Ses pouvoirs d’adaptabilité l’ont vu passer à une présence plus fiable au niveau des derniers stades de sa carrière. À plusieurs reprises, le droitier à lunettes a sorti l’équipe des trous après un effondrement de frappeur de premier ordre. Bien que ce soit le format de test où Lloyd’s s’est le mieux illustré, le batteur d’ordre moyen n’était pas en reste non plus dans les ODI. Il a fait une moyenne très respectable de 40 en 87 apparitions, avec un superbe taux de frappe de plus de 80.

FORCES

Greenidge-Haynes dans une ligue à part

Gordon

Dans l’histoire du cricket ODI, très peu de paires d’ouverture ont réussi à imiter la chimie invoquée par Gordon Greenidge et Desmond Haynes. Dans les 103 manches ODI dans lesquelles ils sont apparus ensemble, les deux droitiers ont marqué un stupéfiant 5 206 courses entre eux à une moyenne de 52,58.

Partageant jusqu’à 15 siècles entre eux, le duo organisait souvent à lui seul le jeu pour les Antilles. Ligues en avance sur les autres paires d’ouverture de l’époque, Greenidge et Haynes étaient deux batteurs qui se complétaient parfaitement.

Alors que Greenidge était plus belliqueux dans son approche, Haynes a fourni l’équilibre avec une présence plus vigilante et régulière à l’autre bout.

Viv Magic

Viv

Si les deux légendaires ouvreurs de Windies n’avaient pas causé suffisamment de destruction par eux-mêmes, il y avait toujours Sir Vivian Richards pour terminer le travail. L’Antiguan avait une présence intimidante au niveau du pli qui démoralisa rapidement les opposants.

À une époque où le taux de frappe au bâton d’environ 70 était jugé plus que respectable, Richards était dans une classe à part avec un taux de grève de plus de 90. Armé d’un fanfaron nonchalant, le batteur de cape et d’épée pouvait piller la balle dans toutes les parties. du sol à un rythme effrayant.

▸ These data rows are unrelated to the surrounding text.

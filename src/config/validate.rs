// src/config/validate.rs

use std::path::PathBuf;
use std::time::Duration;

use crate::config::model::{KioskConfig, RawKioskConfig, SessionSettings};
use crate::errors::{KioskError, Result};
use crate::net::MonitorOptions;
use crate::runtime::ResolverOptions;
use crate::supervise::{BenignStderr, SupervisorOptions};

impl TryFrom<RawKioskConfig> for KioskConfig {
    type Error = crate::errors::KioskError;

    fn try_from(raw: RawKioskConfig) -> std::result::Result<Self, Self::Error> {
        let session = validate_session(&raw)?;
        let network = validate_network(&raw)?;
        let runtime = validate_runtime(&raw)?;
        let supervisor = validate_supervisor(&raw)?;

        Ok(KioskConfig {
            catalog_root: raw.catalog.root,
            assets_dir: raw.catalog.assets,
            session,
            network,
            runtime,
            supervisor,
        })
    }
}

fn validate_session(cfg: &RawKioskConfig) -> Result<SessionSettings> {
    let s = &cfg.session;
    if s.fps == 0 {
        return Err(KioskError::ConfigError(
            "[session].fps must be >= 1 (got 0)".to_string(),
        ));
    }

    Ok(SessionSettings {
        fps: s.fps,
        notification_ttl: duration_field("session", "notification_ttl", &s.notification_ttl)?,
        skip_boot: s.skip_boot,
        session_log: non_empty(&s.session_log).map(PathBuf::from),
    })
}

fn validate_network(cfg: &RawKioskConfig) -> Result<MonitorOptions> {
    let n = &cfg.network;
    if !n.probe_addr.contains(':') {
        return Err(KioskError::ConfigError(format!(
            "[network].probe_addr must be host:port (got '{}')",
            n.probe_addr
        )));
    }

    Ok(MonitorOptions {
        probe_addr: n.probe_addr.clone(),
        poll_interval: duration_field("network", "poll_interval", &n.poll_interval)?,
        probe_timeout: duration_field("network", "probe_timeout", &n.probe_timeout)?,
    })
}

fn validate_runtime(cfg: &RawKioskConfig) -> Result<ResolverOptions> {
    let r = &cfg.runtime;
    Ok(ResolverOptions {
        probe_timeout: duration_field("runtime", "probe_timeout", &r.probe_timeout)?,
        install_timeout: duration_field("runtime", "install_timeout", &r.install_timeout)?,
        version_manager: non_empty(&r.version_manager).map(str::to_string),
        launcher: non_empty(&r.launcher).map(str::to_string),
        common_locations: r.common_locations.clone(),
        search_path: None,
    })
}

fn validate_supervisor(cfg: &RawKioskConfig) -> Result<SupervisorOptions> {
    let s = &cfg.supervisor;
    let benign = BenignStderr::new(&s.benign_stderr).map_err(|e| {
        KioskError::ConfigError(format!("[supervisor].benign_stderr: invalid regex: {e}"))
    })?;
    let raise_window_after = match non_empty(&s.raise_window_after) {
        Some(text) => Some(duration_field("supervisor", "raise_window_after", text)?),
        None => None,
    };

    Ok(SupervisorOptions {
        benign,
        raise_window_after,
        device_mode: s.device_mode,
        env: s.env.clone(),
    })
}

fn non_empty(s: &str) -> Option<&str> {
    let s = s.trim();
    if s.is_empty() { None } else { Some(s) }
}

fn duration_field(section: &str, key: &str, value: &str) -> Result<Duration> {
    parse_duration(value)
        .map_err(|e| KioskError::ConfigError(format!("[{section}].{key}: {e}")))
}

/// Parse durations like `"500ms"`, `"3s"`, `"15m"`, `"1h"`.
pub fn parse_duration(s: &str) -> std::result::Result<Duration, String> {
    let s = s.trim();
    let digits = s.bytes().take_while(u8::is_ascii_digit).count();
    if digits == 0 {
        return Err(format!("duration '{s}' must start with a number"));
    }

    let (amount, unit) = s.split_at(digits);
    let amount: u64 = amount
        .parse()
        .map_err(|e| format!("duration '{s}': {e}"))?;

    let millis_per_unit = match unit.trim().to_ascii_lowercase().as_str() {
        "ms" => 1,
        "s" => 1_000,
        "m" => 60_000,
        "h" => 3_600_000,
        "" => return Err(format!("duration '{s}' needs a unit (ms, s, m or h)")),
        other => return Err(format!("duration '{s}' has unknown unit '{other}'")),
    };
    amount
        .checked_mul(millis_per_unit)
        .map(Duration::from_millis)
        .ok_or_else(|| format!("duration '{s}' is too large"))
}
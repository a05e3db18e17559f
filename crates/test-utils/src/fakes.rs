//! Fake ports for driving a `Session` without processes or a terminal.

use std::collections::VecDeque;
use std::future::Future;
use std::path::PathBuf;
use std::pin::Pin;
use std::sync::{Arc, Mutex};

use kiosk::catalog::CatalogEntry;
use kiosk::present::assets::SoundHandle;
use kiosk::present::{AudioSink, Frame, InputEvent, InputSource, RenderSink};
use kiosk::provision::{ProvisionFailure, ProvisionResult, Provisioner};
use kiosk::runtime::RuntimeHandle;
use kiosk::supervise::{ExitOutcome, Supervisor};

/// Provisioner that records calls and answers from a script.
///
/// Like the real one, it refuses while offline. Once the scripted results
/// run out it reports success.
pub struct FakeProvisioner {
    results: VecDeque<ProvisionResult>,
    calls: Arc<Mutex<Vec<(String, bool)>>>,
}

impl FakeProvisioner {
    pub fn new(calls: Arc<Mutex<Vec<(String, bool)>>>) -> Self {
        Self {
            results: VecDeque::new(),
            calls,
        }
    }

    pub fn then(mut self, result: ProvisionResult) -> Self {
        self.results.push_back(result);
        self
    }
}

impl Provisioner for FakeProvisioner {
    fn provision<'a>(
        &'a mut self,
        entry: &'a CatalogEntry,
        online: bool,
    ) -> Pin<Box<dyn Future<Output = ProvisionResult> + Send + 'a>> {
        self.calls.lock().unwrap().push((entry.id.clone(), online));
        let result = if !online {
            ProvisionResult::failed(
                ProvisionFailure::NetworkUnavailable,
                "No network connection: connect to the internet to install",
            )
        } else {
            self.results
                .pop_front()
                .unwrap_or_else(|| ProvisionResult::installed(&entry.display_name))
        };
        Box::pin(async move { result })
    }
}

/// Supervisor that records runs and returns scripted outcomes
/// (`Clean` once the script is exhausted).
pub struct FakeSupervisor {
    outcomes: VecDeque<ExitOutcome>,
    runs: Arc<Mutex<Vec<(String, Option<RuntimeHandle>)>>>,
}

impl FakeSupervisor {
    pub fn new(runs: Arc<Mutex<Vec<(String, Option<RuntimeHandle>)>>>) -> Self {
        Self {
            outcomes: VecDeque::new(),
            runs,
        }
    }

    pub fn then(mut self, outcome: ExitOutcome) -> Self {
        self.outcomes.push_back(outcome);
        self
    }
}

impl Supervisor for FakeSupervisor {
    fn run<'a>(
        &'a mut self,
        entry: &'a CatalogEntry,
        environment: Option<RuntimeHandle>,
    ) -> Pin<Box<dyn Future<Output = ExitOutcome> + Send + 'a>> {
        self.runs.lock().unwrap().push((entry.id.clone(), environment));
        let outcome = self.outcomes.pop_front().unwrap_or(ExitOutcome::Clean);
        Box::pin(async move { outcome })
    }
}

/// Yields one batch of events per poll, then `Quit` forever.
pub struct ScriptedInput {
    frames: VecDeque<Vec<InputEvent>>,
}

impl ScriptedInput {
    pub fn new(frames: Vec<Vec<InputEvent>>) -> Self {
        Self {
            frames: frames.into(),
        }
    }

    /// One event per frame.
    pub fn keys(keys: &[InputEvent]) -> Self {
        Self::new(keys.iter().map(|k| vec![*k]).collect())
    }
}

impl InputSource for ScriptedInput {
    fn poll(&mut self) -> Vec<InputEvent> {
        self.frames
            .pop_front()
            .unwrap_or_else(|| vec![InputEvent::Quit])
    }
}

#[derive(Clone, Default)]
pub struct RecordingRenderer {
    pub frames: Arc<Mutex<Vec<Frame>>>,
}

impl RenderSink for RecordingRenderer {
    fn present(&mut self, frame: &Frame) {
        self.frames.lock().unwrap().push(frame.clone());
    }
}

impl RecordingRenderer {
    /// Whether any presented frame contained `needle` in a text layer.
    pub fn saw_text(&self, needle: &str) -> bool {
        self.frames
            .lock()
            .unwrap()
            .iter()
            .any(|f| f.texts().any(|t| t.contains(needle)))
    }
}

#[derive(Clone, Default)]
pub struct RecordingAudio {
    pub played: Arc<Mutex<Vec<PathBuf>>>,
}

impl AudioSink for RecordingAudio {
    fn play(&mut self, sound: &SoundHandle) {
        self.played.lock().unwrap().push(sound.path.clone());
    }
}
// src/session/mod.rs

//! Session controller.
//!
//! The pure state machine lives in [`core`]: it consumes [`SessionEvent`]s
//! and answers with [`SessionCommand`]s, without touching processes, the
//! filesystem, or the clock. The async shell in [`runtime`] owns the ports,
//! drives the frame loop, and performs the commands inline.

use crate::catalog::EntryId;
use crate::present::InputEvent;
use crate::provision::ProvisionResult;
use crate::supervise::ExitOutcome;

pub mod boot;
pub mod core;
pub mod runtime;
pub mod view;

pub use boot::BootSequence;
pub use self::core::{Notification, SessionCore};
pub use runtime::{Ports, Session, SoundBank};
pub use view::{EntryView, View};

/// Tunables for the core.
#[derive(Debug, Clone, Copy, PartialEq, Eq)]
pub struct SessionOptions {
    /// Frames a crash notification stays visible.
    pub notification_ttl_ticks: u64,
    /// Start in `Browsing` instead of playing the boot sequence.
    pub skip_boot: bool,
}

impl Default for SessionOptions {
    fn default() -> Self {
        Self {
            notification_ttl_ticks: 240,
            skip_boot: false,
        }
    }
}

/// Menu offered once an entry is selected.
#[derive(Debug, Clone, Copy, PartialEq, Eq)]
pub enum MenuChoice {
    Run,
    Back,
}

impl MenuChoice {
    fn toggled(self) -> Self {
        match self {
            MenuChoice::Run => MenuChoice::Back,
            MenuChoice::Back => MenuChoice::Run,
        }
    }
}

/// Where the session is.
#[derive(Debug, Clone, PartialEq, Eq)]
pub enum Phase {
    Booting,
    Browsing,
    EntryMenu {
        choice: MenuChoice,
        /// Failure message from the last install attempt.
        notice: Option<String>,
    },
    InstallPrompt {
        /// True while the provisioner is running.
        installing: bool,
    },
    Running {
        entry: EntryId,
    },
    Stopped,
}

/// Navigation depth inside the browsing flow.
#[derive(Debug, Clone, Copy, PartialEq, Eq)]
pub enum SubPhase {
    None,
    Selected,
    ConfirmInstall,
}

impl Phase {
    pub fn sub_phase(&self) -> SubPhase {
        match self {
            Phase::EntryMenu { .. } => SubPhase::Selected,
            Phase::InstallPrompt { .. } => SubPhase::ConfirmInstall,
            _ => SubPhase::None,
        }
    }

    /// Phases during which a blocking operation is in flight.
    pub fn is_busy(&self) -> bool {
        matches!(
            self,
            Phase::Running { .. } | Phase::InstallPrompt { installing: true }
        )
    }
}

/// Inputs to the core.
#[derive(Debug, Clone, PartialEq, Eq)]
pub enum SessionEvent {
    Input(InputEvent),
    /// One frame elapsed; carries the current connectivity flag.
    Tick { online: bool },
    ProvisionFinished {
        entry: EntryId,
        result: ProvisionResult,
    },
    RunFinished {
        entry: EntryId,
        outcome: ExitOutcome,
    },
}

#[derive(Debug, Clone, Copy, PartialEq, Eq)]
pub enum SoundCue {
    BootChime,
    Notify,
}

/// Work the shell performs on behalf of the core.
#[derive(Debug, Clone, PartialEq, Eq)]
pub enum SessionCommand {
    Provision { entry: EntryId },
    Launch { entry: EntryId },
    PlaySound(SoundCue),
    Exit,
}

/// Decision returned by the core after one event.
#[derive(Debug, Clone, PartialEq, Eq)]
pub struct CoreStep {
    pub commands: Vec<SessionCommand>,
    pub keep_running: bool,
}

impl CoreStep {
    fn idle() -> Self {
        Self {
            commands: Vec::new(),
            keep_running: true,
        }
    }

    fn with(commands: Vec<SessionCommand>) -> Self {
        Self {
            commands,
            keep_running: true,
        }
    }
}
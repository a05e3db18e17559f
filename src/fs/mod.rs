// src/fs/mod.rs

//! Filesystem seam used by the catalog scanner and the asset loader.
//!
//! The scanner is the only component that writes default configuration, so
//! it is also the one that benefits most from running against
//! [`mock::MockFileSystem`] in tests.

use std::fmt::Debug;
use std::fs;
use std::io::Write;
use std::path::{Path, PathBuf};

use anyhow::{Context, Result};

pub mod mock;

/// Abstract filesystem interface.
pub trait FileSystem: Send + Sync + Debug {
    fn read_to_string(&self, path: &Path) -> Result<String>;
    fn read(&self, path: &Path) -> Result<Vec<u8>>;
    /// Write a file, creating parent directories as needed.
    fn write(&self, path: &Path, contents: &[u8]) -> Result<()>;
    fn create_dir_all(&self, path: &Path) -> Result<()>;
    fn exists(&self, path: &Path) -> bool;
    fn is_file(&self, path: &Path) -> bool;
    fn is_dir(&self, path: &Path) -> bool;
    /// Absolute form of an existing path.
    fn canonicalize(&self, path: &Path) -> Result<PathBuf>;

    /// Return a list of entries in a directory.
    /// Returns full paths.
    fn read_dir(&self, path: &Path) -> Result<Vec<PathBuf>>;
}

/// Implementation that uses `std::fs`.
#[derive(Debug, Clone, Default)]
pub struct RealFileSystem;

impl FileSystem for RealFileSystem {
    fn read_to_string(&self, path: &Path) -> Result<String> {
        fs::read_to_string(path).with_context(|| format!("reading file {:?}", path))
    }

    fn read(&self, path: &Path) -> Result<Vec<u8>> {
        fs::read(path).with_context(|| format!("reading file {:?}", path))
    }

    fn write(&self, path: &Path, contents: &[u8]) -> Result<()> {
        if let Some(parent) = path.parent() {
            fs::create_dir_all(parent).with_context(|| format!("creating dir {:?}", parent))?;
        }
        let mut file = fs::File::create(path).with_context(|| format!("creating file {:?}", path))?;
        file.write_all(contents).with_context(|| format!("writing to file {:?}", path))?;
        Ok(())
    }

    fn create_dir_all(&self, path: &Path) -> Result<()> {
        fs::create_dir_all(path).with_context(|| format!("creating dir {:?}", path))
    }

    fn exists(&self, path: &Path) -> bool {
        path.exists()
    }

    fn is_file(&self, path: &Path) -> bool {
        path.is_file()
    }

    fn is_dir(&self, path: &Path) -> bool {
        path.is_dir()
    }

    fn canonicalize(&self, path: &Path) -> Result<PathBuf> {
        fs::canonicalize(path).with_context(|| format!("resolving {:?}", path))
    }

    fn read_dir(&self, path: &Path) -> Result<Vec<PathBuf>> {
        let mut entries = Vec::new();
        for entry in fs::read_dir(path).with_context(|| format!("reading dir {:?}", path))? {
            let entry = entry?;
            entries.push(entry.path());
        }
        Ok(entries)
    }
}
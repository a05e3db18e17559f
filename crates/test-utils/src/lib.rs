//! Shared fixtures for the `kiosk` integration tests: catalog builders,
//! scripted port fakes and a couple of harness helpers.

pub mod builders;
pub mod fakes;

use std::future::Future;
use std::sync::Once;
use std::time::Duration;

use tracing_subscriber::{EnvFilter, fmt};

static TRACING: Once = Once::new();

/// Longer than any install or probe timeout the tests configure.
pub const TEST_DEADLINE: Duration = Duration::from_secs(30);

/// Install a test-captured subscriber once per test binary.
///
/// Output only shows for failing tests; `RUST_LOG=kiosk=trace` widens it.
pub fn init_tracing() {
    TRACING.call_once(|| {
        let filter = EnvFilter::try_from_default_env()
            .unwrap_or_else(|_| EnvFilter::new("kiosk=debug,warn"));

        fmt()
            .with_env_filter(filter)
            .with_test_writer()
            .with_target(true)
            .init();
    });
}

/// Await `fut`, failing the test if it outlives [`TEST_DEADLINE`].
pub async fn with_timeout<F, T>(fut: F) -> T
where
    F: Future<Output = T>,
{
    match tokio::time::timeout(TEST_DEADLINE, fut).await {
        Ok(value) => value,
        Err(_) => panic!("test did not finish within {TEST_DEADLINE:?}"),
    }
}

Avec sa puissance et sa brillance inégalées, les Antilles avaient effectivement un code de triche à leur disposition pour vaincre tout adversaire.

Supériorité d’allure

Wi

Alors que les ouvreurs et Richards ont donné aux Windies une puissance de feu inégalée, les «Quatre cavaliers de l’Apocalypse», comme on les appelait, leur ont fourni une supériorité effrayante avec le ballon.

Andy Roberts, Joel Garner, Michael Holding et Colin Craft se sont combinés pour sans doute la plus grande attaque de rythme jamais construite. Le métier n’a peut-être pas fait beaucoup d’apparitions ODI, mais le reste des trois pacers était une proposition trop difficile à gérer pour la plupart des unités de frappeurs de la journée.

Tous les quatre d’entre eux en moyenne environ 20 avec le ballon dans leur carrière ODI, tandis que leurs contributions à la prise de guichet étaient sans égal. Avec Richards prouvant également le bowling moyen-rapide en tant que polyvalent, il n’y avait vraiment pas de pénurie dans l’arsenal de rythme du côté des Caraïbes.

Plus grand exploit – Une domination mondiale pas comme les autres

Bien que les côtés australiens du début des années 2000 se rapprochent, cette génération Windies particulière était tout simplement une sauce différente. La partie australienne de l’époque les a serrés de près à quelques reprises, mais les hommes de Lloyd étaient une force écrasante qui aimait le faire monter à la grande occasion.

De l’avènement du cricket ODI au Trophée ICC Champions 1986, les hommes des Caraïbes ont remporté chaque barre de prix de la Coupe du monde 1983 et du Championnat du monde de cricket 1985. Il n’y aurait peut-être pas eu de débat sur la plus grande équipe ODI de l’histoire si les Windies n’avaient pas glissé contre l’Inde en 1983, mais il est toujours difficile de contester ces pouvoirs après toutes ces décennies.